A/N: Wow, this is LONG. What started as a simple one-shot has evolved into one very long chapter of a multi-chapter story--very likely a two-shot (I hope), because I have an idea for a real multi-chapter "Night at the Museum" fanfic as well, and I really don't want this one to drag on...

I got this idea when I saw the second movie a few weeks ago. Jed, Larry, and Octavius are my favorite characters, in that order, and I had an idea for what was originally going to be a simple Jed/Octavius friendship fic (I don't really like Jed/Oc romantic slash. Sorry). But when I sat down to write, I realized the situation I was forming was too complex for a simple brotherly "you-know-I'm-always-here-for-you" talk. So I got angsty. And came up with this.

Warnings: Implied suicide (sort of), OOC Jedediah.

Disclaimer: I don't own it.


General Gaius Octavius was angry, concerned, and frustrated.

The cause of these troubling emotions was his best friend—of all things, a cowboy from the Wild West display that lay adjacent to the Roman diorama.

Two weeks earlier, the inhabitants of these two exhibits, as well those from several others, had experienced a whole new kind of adventure. They had been shipped to the Smithsonian in Washington, D.C., to the underground archives for storage, and had met many new historical figures—including some who were not very welcoming.

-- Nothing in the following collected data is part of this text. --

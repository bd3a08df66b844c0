use serde::{Deserialize, Serialize};
use std::{collections::HashMap, fmt};

use crate::error::ConvertError;

pub const RESULT_SUCCESS: &str = "success";

/// Body of `GET /v6/latest/{base}`.
#[derive(Serialize, Deserialize, Debug)]
pub struct LatestRates {
    pub result: String,
    #[serde(default)]
    pub base_code: Option<String>,
    #[serde(default)]
    pub rates: HashMap<String, f64>,
    #[serde(rename = "error-type", default)]
    pub error_type: Option<String>,
}

impl LatestRates {
    pub fn into_rate_table(self, requested_base: &str) -> Result<RateTable, ConvertError> {
        if self.result != RESULT_SUCCESS {
            let reason = self
                .error_type
                .unwrap_or_else(|| format!("result: {}", self.result));
            return Err(ConvertError::Api {
                base: requested_base.to_string(),
                reason,
            });
        }
        Ok(RateTable {
            base: self.base_code.unwrap_or_else(|| requested_base.to_string()),
            rates: self.rates,
        })
    }
}

#[derive(Debug, Clone, PartialEq)]
pub struct RateTable {
    pub base: String,
    pub rates: HashMap<String, f64>,
}

impl RateTable {
    pub fn new(base: &str, rates: HashMap<String, f64>) -> Self {
        RateTable {
            base: base.to_string(),
            rates,
        }
    }

    pub fn rate(&self, currency: &str) -> Result<f64, ConvertError> {
        self.rates
            .get(currency)
            .copied()
            .ok_or_else(|| ConvertError::MissingRate {
                base: self.base.clone(),
                currency: currency.to_string(),
            })
    }

    /// Rates ordered by currency code.
    pub fn sorted(&self) -> Vec<(&str, f64)> {
        let mut rates: Vec<(&str, f64)> = self
            .rates
            .iter()
            .map(|(code, rate)| (code.as_str(), *rate))
            .collect();
        rates.sort_by(|a, b| a.0.cmp(b.0));
        rates
    }
}

#[derive(Debug, Clone, PartialEq)]
pub struct ConversionRequest {
    pub amount: f64,
    pub from_currency: String,
    pub to_currency: String,
}

impl ConversionRequest {
    pub fn new(amount: f64, from_currency: &str, to_currency: &str) -> Self {
        ConversionRequest {
            amount,
            from_currency: normalize_code(from_currency),
            to_currency: normalize_code(to_currency),
        }
    }
}

#[derive(Debug, Clone, PartialEq)]
pub struct Conversion {
    pub request: ConversionRequest,
    pub rate: f64,
    pub converted_amount: f64,
}

impl fmt::Display for Conversion {
    fn fmt(&self, f: &mut fmt::Formatter<'_>) -> fmt::Result {
        // `{:?}` keeps the trailing `.0` on whole amounts.
        write!(
            f,
            "{:?} {} is equal to {:.2} {}",
            self.request.amount,
            self.request.from_currency,
            self.converted_amount,
            self.request.to_currency
        )
    }
}

pub fn normalize_code(code: &str) -> String {
    code.trim().to_uppercase()
}

pub fn parse_amount(input: &str) -> Result<f64, ConvertError> {
    input
        .trim()
        .parse::<f64>()
        .map_err(|_| ConvertError::InvalidAmount {
            input: input.trim().to_string(),
        })
}

pub fn convert(amount: f64, rate: f64) -> f64 {
    amount * rate
}

#[cfg(test)]
mod tests {
    use super::*;

    fn usd_table() -> RateTable {
        RateTable::new(
            "USD",
            HashMap::from([("EUR".to_string(), 0.92), ("JPY".to_string(), 151.3)]),
        )
    }

    #[test]
    fn test_success_response_becomes_table() {
        let body = r#"{"result":"success","base_code":"USD","rates":{"USD":1,"EUR":0.92}}"#;
        let latest: LatestRates = serde_json::from_str(body).unwrap();
        let table = latest.into_rate_table("USD").unwrap();
        assert_eq!(table.base, "USD");
        assert_eq!(table.rates.len(), 2);
        assert_eq!(table.rate("EUR").unwrap(), 0.92);
    }

    #[test]
    fn test_error_response_is_not_a_table() {
        let latest: LatestRates = serde_json::from_str(r#"{"result":"error"}"#).unwrap();
        match latest.into_rate_table("USD") {
            Err(ConvertError::Api { base, reason }) => {
                assert_eq!(base, "USD");
                assert_eq!(reason, "result: error");
            }
            other => panic!("Expected an API error, got {other:?}"),
        }

        let latest: LatestRates =
            serde_json::from_str(r#"{"result":"error","error-type":"unsupported-code"}"#).unwrap();
        let err = latest.into_rate_table("XYZ").unwrap_err();
        assert!(matches!(err, ConvertError::Api { ref reason, .. } if reason == "unsupported-code"));
    }

    #[test]
    fn test_missing_rate() {
        let err = usd_table().rate("GBP").unwrap_err();
        assert_eq!(err.to_string(), "no GBP rate listed for base currency USD");
    }

    #[test]
    fn test_convert_is_plain_multiplication() {
        for (amount, rate) in [(100.0, 0.92), (0.0, 1.5), (12.34, 151.3), (1e9, 0.0001)] {
            assert_eq!(convert(amount, rate), amount * rate);
        }
    }

    #[test]
    fn test_request_normalizes_codes() {
        let request = ConversionRequest::new(5.0, " usd\n", "eUr");
        assert_eq!(request, ConversionRequest::new(5.0, "USD", "EUR"));
        assert_eq!(request.from_currency, "USD");
        assert_eq!(request.to_currency, "EUR");
    }

    #[test]
    fn test_conversion_line() {
        let request = ConversionRequest::new(100.0, "USD", "EUR");
        let conversion = Conversion {
            converted_amount: convert(request.amount, 0.92),
            rate: 0.92,
            request,
        };
        assert_eq!(conversion.to_string(), "100.0 USD is equal to 92.00 EUR");

        let request = ConversionRequest::new(12.5, "USD", "JPY");
        let conversion = Conversion {
            converted_amount: 0.0,
            rate: 0.0,
            request,
        };
        assert_eq!(conversion.to_string(), "12.5 USD is equal to 0.00 JPY");
    }

    #[test]
    fn test_parse_amount() {
        assert_eq!(parse_amount(" 100\n").unwrap(), 100.0);
        assert_eq!(parse_amount("0.5").unwrap(), 0.5);
        let err = parse_amount("ten").unwrap_err();
        assert!(matches!(err, ConvertError::InvalidAmount { ref input } if input == "ten"));
        assert!(parse_amount("").is_err());
    }

    #[test]
    fn test_sorted_rates() {
        let table = usd_table();
        let sorted = table.sorted();
        assert_eq!(sorted, vec![("EUR", 0.92), ("JPY", 151.3)]);
    }
}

In the chaos that followed, culminating in what was referred to by all involved as "the Battle of the Smithsonian," the former night guard of New York's Museum of Natural History, Larry Daley, tried his best to rescue his friends from the evil (and slightly psychotic) pharaoh Kahmunrah. He succeeded, but not before Octavius witnessed his best friend in the whole world captured by their enemies, threatened, and nearly suffocated in an hourglass.

Jedediah Smith had not been the same since. Though at first he had shown no visible damage from his ordeal, by the morning after the return to the museum, he had suddenly transformed into a sullen, angry individual who did not want to talk to anyone, or indeed see anyone.

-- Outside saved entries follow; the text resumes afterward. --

pub mod api;
pub mod cli;
pub mod config;
pub mod error;
pub mod log;
pub mod models;

pub use api::{ExchangeRateApi, RateSource};
pub use error::ConvertError;
pub use models::{Conversion, ConversionRequest, RateTable};
use std::io::{BufRead, Write};
use tracing::{debug, info};

use crate::api::RateSource;
use crate::error::ConvertError;
use crate::models::{convert, normalize_code, parse_amount, Conversion, ConversionRequest};

pub const AMOUNT_PROMPT: &str = "Enter amount: ";
pub const FROM_PROMPT: &str = "Enter the currency to convert from (e.g., USD): ";
pub const TO_PROMPT: &str = "Enter the currency to convert to (e.g., EUR): ";

fn prompt<R: BufRead, W: Write>(
    input: &mut R,
    output: &mut W,
    message: &str,
    field: &'static str,
) -> Result<String, ConvertError> {
    write!(output, "{message}")?;
    output.flush()?;

    let mut line = String::new();
    if input.read_line(&mut line)? == 0 {
        return Err(ConvertError::InputClosed { field });
    }
    Ok(line.trim_end_matches(['\r', '\n']).to_string())
}

/// Asks for amount, source and target currency in that order.
pub fn read_request<R: BufRead, W: Write>(
    input: &mut R,
    output: &mut W,
) -> Result<ConversionRequest, ConvertError> {
    let amount = parse_amount(&prompt(input, output, AMOUNT_PROMPT, "the amount")?)?;
    let from = prompt(input, output, FROM_PROMPT, "the source currency")?;
    let to = prompt(input, output, TO_PROMPT, "the target currency")?;
    Ok(ConversionRequest::new(amount, &from, &to))
}

pub async fn convert_request<S: RateSource + ?Sized>(
    source: &S,
    request: ConversionRequest,
) -> Result<Conversion, ConvertError> {
    let table = source.fetch_rates(&request.from_currency).await?;
    let rate = table.rate(&request.to_currency)?;
    let converted_amount = convert(request.amount, rate);
    debug!(rate, converted_amount, "Converted amount");

    Ok(Conversion {
        request,
        rate,
        converted_amount,
    })
}

/// Interactive run: prompts, converts, prints the result line.
pub async fn run_interactive<S, R, W>(
    source: &S,
    input: &mut R,
    output: &mut W,
) -> Result<Conversion, ConvertError>
where
    S: RateSource + ?Sized,
    R: BufRead,
    W: Write,
{
    let request = read_request(input, output)?;
    run_conversion(source, request, output).await
}

pub async fn run_conversion<S: RateSource + ?Sized, W: Write>(
    source: &S,
    request: ConversionRequest,
    output: &mut W,
) -> Result<Conversion, ConvertError> {
    info!(
        amount = request.amount,
        from = %request.from_currency,
        to = %request.to_currency,
        "Converting"
    );
    let conversion = convert_request(source, request).await?;
    writeln!(output, "{conversion}")?;
    Ok(conversion)
}

pub async fn run_list_rates<S: RateSource + ?Sized, W: Write>(
    source: &S,
    base: &str,
    output: &mut W,
) -> Result<(), ConvertError> {
    let base = normalize_code(base);
    let table = source.fetch_rates(&base).await?;

    writeln!(output, "Exchange rates for {base}:")?;
    for (currency, rate) in table.sorted() {
        writeln!(output, "{currency}: {rate}")?;
    }
    Ok(())
}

The news of Jed's change in attitude spread throughout the museum in the following days. Everyone hoped it was temporary. They all missed their friendly, funny friend. But there were no signs of a reversal in temperament from the cowboy—he hid in his tent on the frontier and would not even consent to speak with Octavius or Larry (who had resumed his old museum position upon returning to New York).

Tonight, that was going to change. Octavius was determined. He didn't know what was wrong with his friend, but it had gone on long enough.

With firm, purposeful steps, he marched to the entrance of the hidden tunnel between the Roman and Western displays. The Wild West had a railroad that disappeared into the wall—a couple years ago, Larry had helped extend this tunnel to provide a secret path between the two exhibits.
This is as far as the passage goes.